La manipulación de programas sociales ha sido constante en distintos gobiernos, particularmente en el lopezobradorista, que los usa para su clientelismo político e influencia electoral. Así, inicia con ventaja cualquier contienda, pasando por encima de los intentos de blindaje institucional democrático.
Con “la sartén por el mango y el mango también”, desde sus posiciones en el Instituto Nacional Electoral-con la funcional Guadalupe Taddei-, pasando por el Tribunal Electoral del Poder Judicial de la Federación -y el cuestionable bloque pro morenista-; ambas instituciones dominadas por oficialistas que han dañado la justicia electoral. Habría que sumar el impúdico uso de recursos públicos y el trabajo de otros operadores, como miles de “Servidores de la Nación” (de Morena, más bien, como empleados de la Secretaría del Bienestar), además de la intervención propagandística presidencial, y demás artimañas antidemocráticas.
Ante la utilización electorera de la política social, destaca la iniciativa (de la Neutralidad Política de los Programas Sociales) por parte de dos senadores de distintos partidos, Luis Donaldo Colosio Riojas (Movimiento Ciudadano), y Luis Armando Melgar (PVEM).

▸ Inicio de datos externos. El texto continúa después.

use anyhow::{Context, Result};
use serde::Deserialize;
use std::collections::BTreeMap;
use std::path::{Path, PathBuf};
use std::time::Duration;

use crate::extract::DEFAULT_IMPROVEMENT_FIELD;

#[derive(Debug, Deserialize, Default)]
#[serde(default)]
pub struct AppConfig {
    pub tracker: TrackerConfig,
    pub store: StoreConfig,
    pub merge: MergeConfig,
    pub mirror: Option<MirrorConfig>,
}

#[derive(Debug, Deserialize)]
#[serde(default)]
pub struct TrackerConfig {
    pub base_url: String,
    pub endpoint: String,
    pub projects: Vec<String>,
    pub page_size: u32,
    pub improvement_field: String,
    /// Follow `startAt` until the query is exhausted. When false only the
    /// first page of each project is read.
    pub paginate: bool,
    pub timeout_secs: u64,
    pub settle_before_ms: u64,
    pub settle_after_ms: u64,
    pub auth: Option<AuthConfig>,
}

impl Default for TrackerConfig {
    fn default() -> Self {
        Self {
            base_url: "https://jira.seagate.com".into(),
            endpoint: "/jira/rest/api/2/search".into(),
            projects: ["SUMMIT", "MARLINCT", "MBP", "DORADO"]
                .into_iter()
                .map(String::from)
                .collect(),
            page_size: 50,
            improvement_field: DEFAULT_IMPROVEMENT_FIELD.into(),
            paginate: true,
            timeout_secs: 30,
            settle_before_ms: 0,
            settle_after_ms: 0,
            auth: None,
        }
    }
}

impl TrackerConfig {
    pub fn timeout(&self) -> Duration {
        Duration::from_secs(self.timeout_secs)
    }

    pub fn settle_before(&self) -> Duration {
        Duration::from_millis(self.settle_before_ms)
    }

    pub fn settle_after(&self) -> Duration {
        Duration::from_millis(self.settle_after_ms)
    }
}

#[derive(Debug, Clone, Deserialize)]
#[serde(rename_all = "snake_case")]
pub enum AuthConfig {
    Bearer { token: String },
    Basic { username: String, password: String },
    /// Raw `Cookie` header copied from an existing session.
    Cookie { value: String },
}

#[derive(Debug, Clone, Copy, Deserialize, Default, PartialEq, Eq)]
#[serde(rename_all = "lowercase")]
pub enum StoreMode {
    /// Blind append, rows accumulate across runs.
    #[default]
    Append,
    /// Replace rows with the same `(Project, Key)`.
    Upsert,
}

#[derive(Debug, Deserialize)]
#[serde(default)]
pub struct StoreConfig {
    pub path: PathBuf,
    pub mode: StoreMode,
}

impl Default for StoreConfig {
    fn default() -> Self {
        Self {
            path: data_dir().join("jira_issues.csv"),
            mode: StoreMode::default(),
        }
    }
}

#[derive(Debug, Clone, Copy, Deserialize, Default, PartialEq, Eq, clap::ValueEnum)]
#[serde(rename_all = "lowercase")]
pub enum MergeModeName {
    #[default]
    Narrow,
    Full,
}

#[derive(Debug, Deserialize)]
#[serde(default)]
pub struct MergeConfig {
    pub output: PathBuf,
    pub mode: MergeModeName,
    /// Column kept by narrow mode, matched case-insensitively.
    pub column: String,
    pub inputs: Vec<MergeInputConfig>,
    /// Sibling worksheet export merged with the store when no inputs are
    /// configured.
    pub worksheet: PathBuf,
    /// Extra column-mapping tables for full mode, keyed by name.
    pub mappings: BTreeMap<String, BTreeMap<String, String>>,
}

impl Default for MergeConfig {
    fn default() -> Self {
        Self {
            output: data_dir().join("merged_issues.csv"),
            mode: MergeModeName::default(),
            column: "summary".into(),
            inputs: Vec::new(),
            worksheet: data_dir().join("WW2619.csv"),
            mappings: BTreeMap::new(),
        }
    }
}

#[derive(Debug, Clone, Deserialize)]
pub struct MergeInputConfig {
    pub path: PathBuf,
    pub label: Option<String>,
    /// Name of the column-mapping table used in full mode.
    pub mapping: Option<String>,
}

#[derive(Debug, Deserialize)]
pub struct MirrorConfig {
    pub remote_dir: PathBuf,
    pub local_dir: PathBuf,
}

pub fn data_dir() -> PathBuf {
    dirs::home_dir()
        .unwrap_or_else(|| PathBuf::from("."))
        .join(".harvest")
}

pub fn config_path() -> PathBuf {
    data_dir().join("config.toml")
}

pub fn load_config(path: &Path) -> Result<AppConfig> {
    if !path.exists() {
        return Ok(AppConfig::default());
    }
    let contents = std::fs::read_to_string(path)
        .with_context(|| format!("Failed to read config from {}", path.display()))?;
    parse_config(&contents).with_context(|| format!("Failed to parse {}", path.display()))
}

pub fn parse_config(contents: &str) -> Result<AppConfig> {
    Ok(toml::from_str(contents)?)
}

De acuerdo a Colosio, se trata de que “ningún programa social pueda ser utilizado como un instrumento de campaña o en beneficio de ningún partido (…) que el padrón de beneficiarios no sea una lista de clientela; que los colores, los eslóganes, las imágenes de los apoyos sociales no puedan ser los de un partido ni que beneficien a tal o cual candidato. Pero, lo más importante: que quien viole estas reglas enfrente consecuencias reales (…) cuando alguien utiliza los programas sociales para condicionar el voto, lo que está cometiendo es lisa y llanamente una extorsión electoral, pues le está diciendo a esa persona -en situación de vulnerabilidad-, que tu apoyo depende de cómo votes y eso convierte un derecho humano en clientelismo (…) el derecho al libre voto no puede coexistir con el derecho a perder una pensión, con el miedo a perder una beca, con el miedo a perder un apoyo”.
Conforme a Melgar, se trata de “ponerle candados y controles al uso de los apoyos sociales”; queremos que MORENA deje de ponerles sus colores y sus logos; que deje de usarlos como su patrimonio político; que no use el padrón electoral para su propio beneficio -pues así lo hace-; y los programas no son de MORENA, son de todos los mexicanos. Y, según explicó: aunque el Verde y PT vayan con MORENA en las próximas elecciones, hay que ser cuidadosos porque “el tema del narco y los narcos políticos en este país son una realidad, y tanto peca el que mata la vaca como el que le agarra la pata”. Y, así es.
La maquinaria electoral del oficialismo populista funciona en torno al mantenimiento y concentración del poder, e incluye el chantaje electoral con programas sociales, por lo que -independientemente de las posibilidades de aprobación de la iniciativa citada-, hay que defender la democracia y la legalidad ante el autoritarismo morenista.